Your assignment: In the records below, some lines contain the word "enabled". Copy each of them.

Recorded data:
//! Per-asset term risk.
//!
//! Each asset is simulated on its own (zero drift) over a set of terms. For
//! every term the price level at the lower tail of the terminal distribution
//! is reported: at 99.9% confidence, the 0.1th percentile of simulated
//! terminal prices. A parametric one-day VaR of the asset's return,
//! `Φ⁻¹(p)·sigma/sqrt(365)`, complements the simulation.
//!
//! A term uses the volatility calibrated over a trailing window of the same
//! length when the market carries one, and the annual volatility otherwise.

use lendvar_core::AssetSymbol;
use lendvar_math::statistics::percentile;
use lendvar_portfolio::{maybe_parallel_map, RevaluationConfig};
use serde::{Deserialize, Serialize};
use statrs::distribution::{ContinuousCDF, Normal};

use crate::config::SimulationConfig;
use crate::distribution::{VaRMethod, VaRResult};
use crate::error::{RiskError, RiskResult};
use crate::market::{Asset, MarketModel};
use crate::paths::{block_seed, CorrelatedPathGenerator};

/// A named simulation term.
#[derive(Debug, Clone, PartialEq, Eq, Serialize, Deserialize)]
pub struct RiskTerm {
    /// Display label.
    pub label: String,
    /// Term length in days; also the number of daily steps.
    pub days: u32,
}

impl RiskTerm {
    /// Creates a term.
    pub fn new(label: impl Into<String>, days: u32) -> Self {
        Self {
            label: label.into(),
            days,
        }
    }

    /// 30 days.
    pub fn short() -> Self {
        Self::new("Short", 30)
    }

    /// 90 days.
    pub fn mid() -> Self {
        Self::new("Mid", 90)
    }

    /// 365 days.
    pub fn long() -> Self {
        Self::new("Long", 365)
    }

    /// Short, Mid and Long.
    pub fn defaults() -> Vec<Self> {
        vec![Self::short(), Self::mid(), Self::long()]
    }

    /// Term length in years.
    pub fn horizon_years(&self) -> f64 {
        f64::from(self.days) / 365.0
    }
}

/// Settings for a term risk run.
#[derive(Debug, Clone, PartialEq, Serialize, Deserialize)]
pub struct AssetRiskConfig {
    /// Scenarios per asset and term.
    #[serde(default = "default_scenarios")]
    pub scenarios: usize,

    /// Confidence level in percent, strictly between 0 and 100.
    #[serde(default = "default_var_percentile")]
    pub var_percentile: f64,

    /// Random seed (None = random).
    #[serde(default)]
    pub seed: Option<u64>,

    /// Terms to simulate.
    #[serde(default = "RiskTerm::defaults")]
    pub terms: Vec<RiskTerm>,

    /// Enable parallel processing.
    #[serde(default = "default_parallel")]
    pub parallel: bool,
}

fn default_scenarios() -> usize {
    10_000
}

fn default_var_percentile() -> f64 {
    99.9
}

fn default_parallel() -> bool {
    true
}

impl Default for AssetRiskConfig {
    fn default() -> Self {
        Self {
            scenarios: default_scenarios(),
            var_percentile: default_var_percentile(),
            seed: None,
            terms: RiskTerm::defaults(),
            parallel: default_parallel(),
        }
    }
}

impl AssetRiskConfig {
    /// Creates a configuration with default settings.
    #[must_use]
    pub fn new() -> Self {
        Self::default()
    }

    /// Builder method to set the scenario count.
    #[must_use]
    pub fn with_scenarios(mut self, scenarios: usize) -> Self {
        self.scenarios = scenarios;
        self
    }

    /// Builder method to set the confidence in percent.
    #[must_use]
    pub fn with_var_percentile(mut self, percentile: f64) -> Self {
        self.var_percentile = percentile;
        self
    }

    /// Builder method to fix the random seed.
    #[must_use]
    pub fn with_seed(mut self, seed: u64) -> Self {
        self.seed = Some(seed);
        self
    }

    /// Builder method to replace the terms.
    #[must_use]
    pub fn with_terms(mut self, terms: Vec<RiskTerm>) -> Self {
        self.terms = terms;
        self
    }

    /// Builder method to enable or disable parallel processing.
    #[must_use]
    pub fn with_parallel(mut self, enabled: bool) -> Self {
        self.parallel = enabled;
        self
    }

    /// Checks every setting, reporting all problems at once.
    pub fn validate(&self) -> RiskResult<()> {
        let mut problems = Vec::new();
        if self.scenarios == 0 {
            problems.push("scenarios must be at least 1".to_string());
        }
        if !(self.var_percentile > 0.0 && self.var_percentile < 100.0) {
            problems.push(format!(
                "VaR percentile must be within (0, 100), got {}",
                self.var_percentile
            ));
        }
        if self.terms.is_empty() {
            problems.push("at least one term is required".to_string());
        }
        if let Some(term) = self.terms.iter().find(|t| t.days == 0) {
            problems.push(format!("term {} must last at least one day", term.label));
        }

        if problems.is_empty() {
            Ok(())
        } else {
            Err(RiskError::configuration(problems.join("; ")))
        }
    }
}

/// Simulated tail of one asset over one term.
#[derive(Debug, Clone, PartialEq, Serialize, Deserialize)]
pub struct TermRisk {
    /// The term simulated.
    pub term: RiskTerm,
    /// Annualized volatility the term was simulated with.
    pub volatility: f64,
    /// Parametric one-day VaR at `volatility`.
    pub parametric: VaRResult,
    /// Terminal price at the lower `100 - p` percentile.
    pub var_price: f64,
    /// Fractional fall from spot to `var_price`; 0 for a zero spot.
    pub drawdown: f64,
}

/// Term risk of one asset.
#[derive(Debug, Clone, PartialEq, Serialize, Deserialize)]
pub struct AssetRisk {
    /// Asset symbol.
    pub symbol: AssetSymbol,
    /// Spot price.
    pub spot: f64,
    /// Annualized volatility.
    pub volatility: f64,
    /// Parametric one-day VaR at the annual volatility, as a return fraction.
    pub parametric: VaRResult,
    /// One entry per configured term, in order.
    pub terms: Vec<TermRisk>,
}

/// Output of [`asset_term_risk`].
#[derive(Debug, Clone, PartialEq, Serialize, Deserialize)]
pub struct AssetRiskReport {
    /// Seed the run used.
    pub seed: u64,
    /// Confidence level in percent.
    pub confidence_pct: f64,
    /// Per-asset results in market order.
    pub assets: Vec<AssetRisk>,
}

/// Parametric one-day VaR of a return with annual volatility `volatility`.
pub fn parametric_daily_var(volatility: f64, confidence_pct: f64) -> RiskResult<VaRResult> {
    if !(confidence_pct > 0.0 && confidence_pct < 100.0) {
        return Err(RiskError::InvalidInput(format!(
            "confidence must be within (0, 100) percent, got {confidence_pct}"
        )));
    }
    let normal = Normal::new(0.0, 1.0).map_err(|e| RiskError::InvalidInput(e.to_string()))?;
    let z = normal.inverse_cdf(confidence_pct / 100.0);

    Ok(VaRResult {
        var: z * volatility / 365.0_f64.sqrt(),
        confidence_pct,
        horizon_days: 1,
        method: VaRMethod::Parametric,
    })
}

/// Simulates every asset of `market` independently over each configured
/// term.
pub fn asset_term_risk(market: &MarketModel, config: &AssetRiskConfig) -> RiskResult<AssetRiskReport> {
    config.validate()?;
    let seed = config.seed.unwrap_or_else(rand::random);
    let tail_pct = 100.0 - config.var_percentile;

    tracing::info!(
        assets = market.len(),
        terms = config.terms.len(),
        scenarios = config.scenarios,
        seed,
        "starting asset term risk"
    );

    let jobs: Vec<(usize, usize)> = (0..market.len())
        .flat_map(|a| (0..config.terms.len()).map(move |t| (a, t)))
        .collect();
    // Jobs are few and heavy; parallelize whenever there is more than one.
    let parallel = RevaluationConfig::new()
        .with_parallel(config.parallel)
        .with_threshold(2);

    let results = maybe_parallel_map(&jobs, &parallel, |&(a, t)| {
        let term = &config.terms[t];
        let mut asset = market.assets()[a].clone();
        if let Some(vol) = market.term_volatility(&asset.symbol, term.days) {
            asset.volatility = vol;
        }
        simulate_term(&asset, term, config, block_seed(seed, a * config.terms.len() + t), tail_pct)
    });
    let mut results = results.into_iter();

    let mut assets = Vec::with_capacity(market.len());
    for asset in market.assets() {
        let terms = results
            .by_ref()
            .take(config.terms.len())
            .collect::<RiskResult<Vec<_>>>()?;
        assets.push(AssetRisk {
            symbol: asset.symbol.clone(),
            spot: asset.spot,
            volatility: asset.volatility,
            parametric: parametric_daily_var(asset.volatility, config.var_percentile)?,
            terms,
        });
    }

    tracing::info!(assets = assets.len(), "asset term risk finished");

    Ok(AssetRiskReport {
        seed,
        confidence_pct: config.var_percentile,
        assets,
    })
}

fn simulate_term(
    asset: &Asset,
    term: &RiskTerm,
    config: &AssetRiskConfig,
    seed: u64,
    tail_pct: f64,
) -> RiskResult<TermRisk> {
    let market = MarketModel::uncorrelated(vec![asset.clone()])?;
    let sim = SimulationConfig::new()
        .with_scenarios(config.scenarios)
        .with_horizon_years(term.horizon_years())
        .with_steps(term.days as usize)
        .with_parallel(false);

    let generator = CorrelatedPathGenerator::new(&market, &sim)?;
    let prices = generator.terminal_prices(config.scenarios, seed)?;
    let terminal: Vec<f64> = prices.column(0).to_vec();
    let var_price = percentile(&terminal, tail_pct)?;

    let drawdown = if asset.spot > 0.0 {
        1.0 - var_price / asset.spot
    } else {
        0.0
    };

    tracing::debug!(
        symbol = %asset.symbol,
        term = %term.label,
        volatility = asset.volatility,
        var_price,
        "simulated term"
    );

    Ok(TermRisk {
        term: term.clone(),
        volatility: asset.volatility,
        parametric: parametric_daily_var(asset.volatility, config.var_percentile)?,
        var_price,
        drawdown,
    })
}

Response to the exercise:
    pub fn with_parallel(mut self, enabled: bool) -> Self {
        self.parallel = enabled;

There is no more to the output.